Bethanne Knudson, Director of The Jacquard Center at The Oriole Mill in Hendersonville, said the success of the local fiber economy doesn't just hinge on the addition of new businesses or resources. The Oriole Mill specializes in custom designed textiles and produces such home furnishings as throws and coverlets.
"I think there are a lot people who are seeking what does exist," she said, "but don't have easy access to it." Through her participation in the HandMade in America group, she's built relationships with area fine artist and farmers that she "wouldn't necessarily have any way to known" otherwise.
Building a brand
Donde said the momentum generated by businesses like Echoview Fiber Mill and Oriole Mill will improve her fiber arts business's sustainability, she said, and make Asheville more for a destination for fiber arts lovers and those interested in learning how to become fiber artists themselves.
"A lot of us in this group are competitors," she said of the Growing the Fiber Economy Group. "We are going after the same dollars.
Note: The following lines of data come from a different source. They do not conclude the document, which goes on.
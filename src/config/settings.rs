//! Application settings and configuration
//!
//! Settings are read from environment variables (optionally seeded from a
//! `.env` file) with defaults suitable for local development.

use anyhow::{Context, Result};
use clap::ValueEnum;
use serde::{Deserialize, Serialize};
use std::env;
use std::fmt;
use std::time::Duration;

/// Application environment
#[derive(Debug, Clone, Copy, PartialEq, Eq, Deserialize, Serialize, ValueEnum)]
#[serde(rename_all = "lowercase")]
pub enum Environment {
    #[value(alias = "dev")]
    Development,
    #[value(alias = "stage")]
    Staging,
    #[value(alias = "prod")]
    Production,
}

impl fmt::Display for Environment {
    fn fmt(&self, f: &mut fmt::Formatter<'_>) -> fmt::Result {
        match self {
            Environment::Development => write!(f, "development"),
            Environment::Staging => write!(f, "staging"),
            Environment::Production => write!(f, "production"),
        }
    }
}

impl Default for Environment {
    fn default() -> Self {
        Environment::Development
    }
}

impl std::str::FromStr for Environment {
    type Err = anyhow::Error;

    fn from_str(s: &str) -> Result<Self, Self::Err> {
        match s.to_lowercase().as_str() {
            "development" | "dev" => Ok(Environment::Development),
            "staging" | "stage" => Ok(Environment::Staging),
            "production" | "prod" => Ok(Environment::Production),
            _ => anyhow::bail!(
                "Invalid environment: {}. Expected: development, staging, or production",
                s
            ),
        }
    }
}

/// Connection settings for the upstream quiz-generation service
#[derive(Debug, Clone, Deserialize, Serialize)]
pub struct QuizApiConfig {
    /// Base address; `/generate` is appended to it
    pub base_url: String,
    pub timeout_seconds: u64,
    pub connect_timeout_seconds: u64,
}

impl QuizApiConfig {
    pub fn timeout(&self) -> Duration {
        Duration::from_secs(self.timeout_seconds)
    }

    pub fn connect_timeout(&self) -> Duration {
        Duration::from_secs(self.connect_timeout_seconds)
    }
}

impl Default for QuizApiConfig {
    fn default() -> Self {
        Self {
            base_url: "http://localhost:8000/quiz".to_string(),
            timeout_seconds: 60,
            connect_timeout_seconds: 5,
        }
    }
}

/// Values the quiz page uses when the visitor leaves a field out
#[derive(Debug, Clone, PartialEq, Deserialize, Serialize)]
pub struct QuizPageDefaults {
    pub topic: String,
    pub difficulty: String,
    pub question_type: String,
}

impl Default for QuizPageDefaults {
    fn default() -> Self {
        Self {
            topic: "UPSC Polity".to_string(),
            difficulty: "hard".to_string(),
            question_type: "mcq".to_string(),
        }
    }
}

/// Main application settings
#[derive(Debug, Clone, Deserialize, Serialize)]
pub struct Settings {
    // App settings
    pub app_name: String,
    pub app_version: String,
    pub environment: Environment,
    pub log_level: String,

    // Server settings
    pub host: String,
    pub port: u16,

    // Upstream quiz service
    pub quiz_api: QuizApiConfig,

    // Quiz page
    pub quiz_defaults: QuizPageDefaults,
}

impl Settings {
    /// Load settings from environment variables with defaults
    ///
    /// The result is not validated; call [`Settings::validate`] once any
    /// command-line overrides have been applied.
    pub fn load() -> Result<Self> {
        dotenvy::dotenv().ok();

        let defaults = Self::default();

        let settings = Self {
            app_name: env_or_default("APP_NAME", &defaults.app_name),
            app_version: defaults.app_version,
            environment: env_or_default("ENVIRONMENT", "development")
                .parse()
                .unwrap_or_default(),
            log_level: env_or_default("LOG_LEVEL", &defaults.log_level),

            host: env_or_default("HOST", &defaults.host),
            port: env_or_default("PORT", "3000")
                .parse()
                .context("Invalid PORT value")?,

            quiz_api: QuizApiConfig {
                base_url: env_or_default("QUIZ_API_BASE_URL", &defaults.quiz_api.base_url),
                timeout_seconds: env_or_default("QUIZ_API_TIMEOUT_SECONDS", "60")
                    .parse()
                    .context("Invalid QUIZ_API_TIMEOUT_SECONDS value")?,
                connect_timeout_seconds: env_or_default("QUIZ_API_CONNECT_TIMEOUT_SECONDS", "5")
                    .parse()
                    .context("Invalid QUIZ_API_CONNECT_TIMEOUT_SECONDS value")?,
            },

            quiz_defaults: QuizPageDefaults {
                topic: env_or_default("QUIZ_DEFAULT_TOPIC", &defaults.quiz_defaults.topic),
                difficulty: env_or_default(
                    "QUIZ_DEFAULT_DIFFICULTY",
                    &defaults.quiz_defaults.difficulty,
                ),
                question_type: env_or_default(
                    "QUIZ_DEFAULT_TYPE",
                    &defaults.quiz_defaults.question_type,
                ),
            },
        };

        Ok(settings)
    }

    /// Validate settings
    pub fn validate(&self) -> Result<()> {
        if self.port == 0 {
            anyhow::bail!("Port cannot be 0");
        }

        let base_url = self.quiz_api.base_url.trim();
        if !(base_url.starts_with("http://") || base_url.starts_with("https://")) {
            anyhow::bail!(
                "QUIZ_API_BASE_URL must start with http:// or https://, got {:?}",
                base_url
            );
        }

        if self.quiz_api.timeout_seconds == 0 {
            anyhow::bail!("Quiz API timeout must be > 0");
        }
        if self.quiz_api.connect_timeout_seconds == 0 {
            anyhow::bail!("Quiz API connect timeout must be > 0");
        }

        if self.quiz_defaults.topic.trim().is_empty() {
            tracing::warn!("Default quiz topic is empty; the quiz page will send an empty topic");
        }

        Ok(())
    }

    /// Get the server address string
    pub fn server_addr(&self) -> String {
        format!("{}:{}", self.host, self.port)
    }
}

impl Default for Settings {
    fn default() -> Self {
        Self {
            app_name: "smart-quiz-web".to_string(),
            app_version: env!("CARGO_PKG_VERSION").to_string(),
            environment: Environment::Development,
            log_level: "info".to_string(),
            host: "0.0.0.0".to_string(),
            port: 3000,
            quiz_api: QuizApiConfig::default(),
            quiz_defaults: QuizPageDefaults::default(),
        }
    }
}

/// Helper function to get environment variable with default
fn env_or_default(key: &str, default: &str) -> String {
    env::var(key).unwrap_or_else(|_| default.to_string())
}

#[cfg(test)]
mod tests {
    use super::*;

    #[test]
    fn test_default_settings() {
        let settings = Settings::default();
        assert_eq!(settings.app_name, "smart-quiz-web");
        assert_eq!(settings.port, 3000);
        assert_eq!(settings.quiz_api.base_url, "http://localhost:8000/quiz");
        assert_eq!(settings.quiz_defaults.topic, "UPSC Polity");
        assert_eq!(settings.quiz_defaults.difficulty, "hard");
        assert_eq!(settings.quiz_defaults.question_type, "mcq");
        assert!(settings.validate().is_ok());
    }

    #[test]
    fn test_environment_parsing() {
        assert_eq!("development".parse::<Environment>().unwrap(), Environment::Development);
        assert_eq!("dev".parse::<Environment>().unwrap(), Environment::Development);
        assert_eq!("stage".parse::<Environment>().unwrap(), Environment::Staging);
        assert_eq!("prod".parse::<Environment>().unwrap(), Environment::Production);
        assert!("qa".parse::<Environment>().is_err());
    }

    #[test]
    fn test_validate_rejects_bad_base_url() {
        let mut settings = Settings::default();
        settings.quiz_api.base_url = "localhost:8000/quiz".to_string();
        assert!(settings.validate().is_err());
    }

    #[test]
    fn test_validate_rejects_zero_values() {
        let mut settings = Settings::default();
        settings.port = 0;
        assert!(settings.validate().is_err());

        let mut settings = Settings::default();
        settings.quiz_api.timeout_seconds = 0;
        assert!(settings.validate().is_err());
    }

    #[test]
    fn test_load_leaves_validation_to_caller() {
        let previous = std::env::var("QUIZ_API_BASE_URL").ok();
        std::env::set_var("QUIZ_API_BASE_URL", "localhost:8000/quiz");

        let loaded = Settings::load();

        match previous {
            Some(value) => std::env::set_var("QUIZ_API_BASE_URL", value),
            None => std::env::remove_var("QUIZ_API_BASE_URL"),
        }

        let mut settings = loaded.unwrap();
        assert_eq!(settings.quiz_api.base_url, "localhost:8000/quiz");
        assert!(settings.validate().is_err());

        settings.quiz_api.base_url = "http://quiz.internal:8000/quiz".to_string();
        assert!(settings.validate().is_ok());
    }

    #[test]
    fn test_server_addr() {
        let settings = Settings::default();
        assert_eq!(settings.server_addr(), "0.0.0.0:3000");
    }
}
But if we are working together to bring in more buyers, the rising tide carries all boats."
She thinks that the group's efforts have only "just scratched the surface" of economic development, and that they will "learn things as we go." The HandMade in America exhibit, which includes some of her fabric design, is really the beginning of the conversation, and a way to educate the general public, Donde added.
But some issues will just take time, she said. Using local fiber is "not inexpensive," she said. "Maybe if we can continue to build the market, it could bring the cost down. A locally grown, processed, woven, sewn and sold item is going to be a luxury item right now."
Knudson said she wishes "for a return or an awakening to the true cost of things," she said.
"I think there's been a sort of disorienting effect in the last 20 years or so. Things have gotten so cheap and available, we have come to expect that (low price) and resent it if it isn't there ... the most green and responsible manufacturing is one that produces something that never needs to be replaced," she said. "If I could dictate change, I would would make it so there was more awareness of heirloom quality and a sense of seeing something as an investment. I think that all boils down to education."
Jetson said that there is a "hunger" in WNC to learn more about where products come from. "The interest of the general public is quite amazing," she said, which is why launching an educational tour of fiber-related businesses, from farms to factories, is one of her ideas for the HandMade in America initiative.
Sustainable economic development will have be diversified and seek a range of partners outside of traditional textile businesses, she noted. This means making blankets for every bed in an Asheville hotel or selling leftover alpaca clippings for use in home installation.
"We would love to develop an incubator for textile-related businesses," she said.
"I think our group will grow. The excitement is tangible; they've only been meeting for a year and they have already started to see commissions they haven't seen before," she said. "The Farm to Fashion exhibit is that same sort of thing ... we didn't think there were any galleries concentrating on fibers, so here we are manifesting what we think is missing."
"Everyone feels empowered," she added.